Laminins containing the beta2 chain modulate the precise organization of CNS synapses.

作者信息

Egles Christophe, Claudepierre Thomas, Manglapus Mary K, Champliaud Marie-France, Brunken William J, Hunter Dale D

机构信息

Department of Neuroscience, Tufts Center for Vision Research, Boston, MA 02111, USA.

出版信息

Mol Cell Neurosci. 2007 Mar;34(3):288-98. doi: 10.1016/j.mcn.2006.11.004. Epub 2006 Dec 26.

Abstract

Synapses are formed and stabilized by concerted interactions of pre-, intra-, and post-synaptic components; however, the precise nature of the intrasynaptic components in the CNS remains obscure. Potential intrasynaptic components include extracellular matrix molecules such as laminins; here, we isolate beta2-containing laminins, including perhaps laminins 13 (alpha3beta2gamma3) and 14 (alpha4beta2gamma3), from CNS synaptosomes suggesting a role for these molecules in synaptic organization. Indeed, hippocampal synapses that form in vivo in the absence of these laminins are malformed at the ultrastructural level and this malformation is replicated in synapses formed in vitro, where laminins are provided largely by the post-synaptic neuron.
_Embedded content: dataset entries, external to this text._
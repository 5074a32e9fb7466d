//! Schema type definitions
//!
//! A schema is an ordered list of document definitions. Each definition
//! carries a type filter, a tree of property validators mirroring the
//! document shape, authorization maps, access assignments, and lifecycle
//! actions. The tree is built once and is read-only afterwards.
//!
//! Supported validator types:
//! - string, integer, float, boolean
//! - date, datetime, time, timezone, uuid (format-checked strings)
//! - enum (membership in predefined values)
//! - array, object, hashtable (nested validators)
//! - attachmentReference (names an attachment on the document)
//! - any

use std::collections::HashSet;
use std::fmt;
use std::sync::Arc;

use regex::Regex;
use serde::{Deserialize, Deserializer, Serialize};
use serde_json::Value;

use super::constraint::Constraint;
use super::document::{doc_id, is_deleted};
use super::errors::{SchemaError, SchemaResult};
use crate::sync::CustomActions;
use crate::validation::{ItemFrame, StringFormat};

/// Write operation being attempted
#[derive(Debug, Clone, Copy, PartialEq, Eq, Hash, Serialize, Deserialize)]
#[serde(rename_all = "lowercase")]
pub enum Operation {
    /// No live revision exists
    Add,
    /// A live revision exists
    Replace,
    /// The new revision is a tombstone
    Remove,
}

impl Operation {
    /// Classify a write from the new doc and the effective old doc
    pub fn of(doc: &Value, effective_old_doc: Option<&Value>) -> Self {
        if is_deleted(doc) {
            Operation::Remove
        } else if effective_old_doc.is_some() {
            Operation::Replace
        } else {
            Operation::Add
        }
    }

    pub fn as_str(&self) -> &'static str {
        match self {
            Operation::Add => "add",
            Operation::Replace => "replace",
            Operation::Remove => "remove",
        }
    }
}

impl fmt::Display for Operation {
    fn fmt(&self, f: &mut fmt::Formatter<'_>) -> fmt::Result {
        f.write_str(self.as_str())
    }
}

fn one_or_many<'de, D>(deserializer: D) -> Result<Option<Vec<String>>, D::Error>
where
    D: Deserializer<'de>,
{
    #[derive(Deserialize)]
    #[serde(untagged)]
    enum OneOrMany {
        One(String),
        Many(Vec<String>),
    }

    Ok(Some(match OneOrMany::deserialize(deserializer)? {
        OneOrMany::One(entry) => vec![entry],
        OneOrMany::Many(entries) => entries,
    }))
}

/// Per-operation channel, role, or user lists.
///
/// `write` applies to every write operation in addition to the
/// operation-specific list.
#[derive(Debug, Clone, Default, PartialEq, Eq, Serialize, Deserialize)]
#[serde(deny_unknown_fields)]
pub struct AuthorizationMap {
    #[serde(default, deserialize_with = "one_or_many", skip_serializing_if = "Option::is_none")]
    pub view: Option<Vec<String>>,
    #[serde(default, deserialize_with = "one_or_many", skip_serializing_if = "Option::is_none")]
    pub add: Option<Vec<String>>,
    #[serde(default, deserialize_with = "one_or_many", skip_serializing_if = "Option::is_none")]
    pub replace: Option<Vec<String>>,
    #[serde(default, deserialize_with = "one_or_many", skip_serializing_if = "Option::is_none")]
    pub remove: Option<Vec<String>>,
    #[serde(default, deserialize_with = "one_or_many", skip_serializing_if = "Option::is_none")]
    pub write: Option<Vec<String>>,
}

fn owned_list<I, S>(items: I) -> Option<Vec<String>>
where
    I: IntoIterator<Item = S>,
    S: Into<String>,
{
    Some(items.into_iter().map(Into::into).collect())
}

fn push_unique(target: &mut Vec<String>, entries: &[String]) {
    for entry in entries {
        if !target.contains(entry) {
            target.push(entry.clone());
        }
    }
}

impl AuthorizationMap {
    pub fn new() -> Self {
        Self::default()
    }

    pub fn view<I: IntoIterator<Item = S>, S: Into<String>>(mut self, items: I) -> Self {
        self.view = owned_list(items);
        self
    }

    pub fn add<I: IntoIterator<Item = S>, S: Into<String>>(mut self, items: I) -> Self {
        self.add = owned_list(items);
        self
    }

    pub fn replace<I: IntoIterator<Item = S>, S: Into<String>>(mut self, items: I) -> Self {
        self.replace = owned_list(items);
        self
    }

    pub fn remove<I: IntoIterator<Item = S>, S: Into<String>>(mut self, items: I) -> Self {
        self.remove = owned_list(items);
        self
    }

    pub fn write<I: IntoIterator<Item = S>, S: Into<String>>(mut self, items: I) -> Self {
        self.write = owned_list(items);
        self
    }

    /// Entries required for an operation: its own list plus `write`.
    ///
    /// `None` when neither is declared.
    pub fn requirements(&self, operation: Operation) -> Option<Vec<String>> {
        let specific = match operation {
            Operation::Add => self.add.as_ref(),
            Operation::Replace => self.replace.as_ref(),
            Operation::Remove => self.remove.as_ref(),
        };
        if specific.is_none() && self.write.is_none() {
            return None;
        }
        let mut required = Vec::new();
        for list in [specific, self.write.as_ref()].into_iter().flatten() {
            push_unique(&mut required, list);
        }
        Some(required)
    }

    /// De-duplicated union of every list, in declaration order
    pub fn all_entries(&self) -> Vec<String> {
        let mut all = Vec::new();
        for list in [&self.view, &self.add, &self.replace, &self.remove, &self.write]
            .into_iter()
            .flatten()
        {
            push_unique(&mut all, list);
        }
        all
    }
}

/// Whole-document attachment limits
#[derive(Debug, Clone, Default, PartialEq, Eq, Serialize, Deserialize)]
#[serde(rename_all = "camelCase", deny_unknown_fields)]
pub struct AttachmentConstraints {
    #[serde(default)]
    pub maximum_attachment_count: Option<usize>,
    #[serde(default)]
    pub maximum_individual_size: Option<u64>,
    #[serde(default)]
    pub maximum_total_size: Option<u64>,
    /// Extensions compared case-insensitively
    #[serde(default)]
    pub supported_extensions: Option<Vec<String>>,
    #[serde(default)]
    pub supported_content_types: Option<Vec<String>>,
    /// Every attachment must be named by an attachmentReference property
    #[serde(default)]
    pub require_attachment_references: bool,
}

/// Rules carried by an attachmentReference validator.
///
/// When set, these take precedence over the document-wide
/// [`AttachmentConstraints`] for the attachment they reference.
#[derive(Debug, Clone, Default)]
pub struct AttachmentReferenceRules {
    pub supported_extensions: Option<Constraint<Vec<String>>>,
    pub supported_content_types: Option<Constraint<Vec<String>>>,
    pub maximum_size: Option<Constraint<u64>>,
}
This recapitulation of the in vivo function of laminins in vitro suggests that the malformations are a direct consequence of the removal of laminins from the synapse. Together, these results support a role for neuronal laminins in the structural integrity of central synapses.

摘要

突触是由突触前、突触内和突触后成分的协同相互作用形成并稳定的;然而,中枢神经系统中突触内成分的确切性质仍不清楚。潜在的突触内成分包括细胞外基质分子,如层粘连蛋白;在这里,我们从中枢神经系统突触体中分离出含β2的层粘连蛋白,包括可能的层粘连蛋白13(α3β2γ3)和14(α4β2γ3),这表明这些分子在突触组织中发挥作用。事实上,在体内缺乏这些层粘连蛋白的情况下形成的海马突触在超微结构水平上是畸形的,并且这种畸形在体外形成的突触中也会重现,在体外,层粘连蛋白主要由突触后神经元提供。层粘连蛋白在体外对体内功能的这种重现表明,畸形是从突触中去除层粘连蛋白的直接后果。总之,这些结果支持神经元层粘连蛋白在中枢突触结构完整性中的作用。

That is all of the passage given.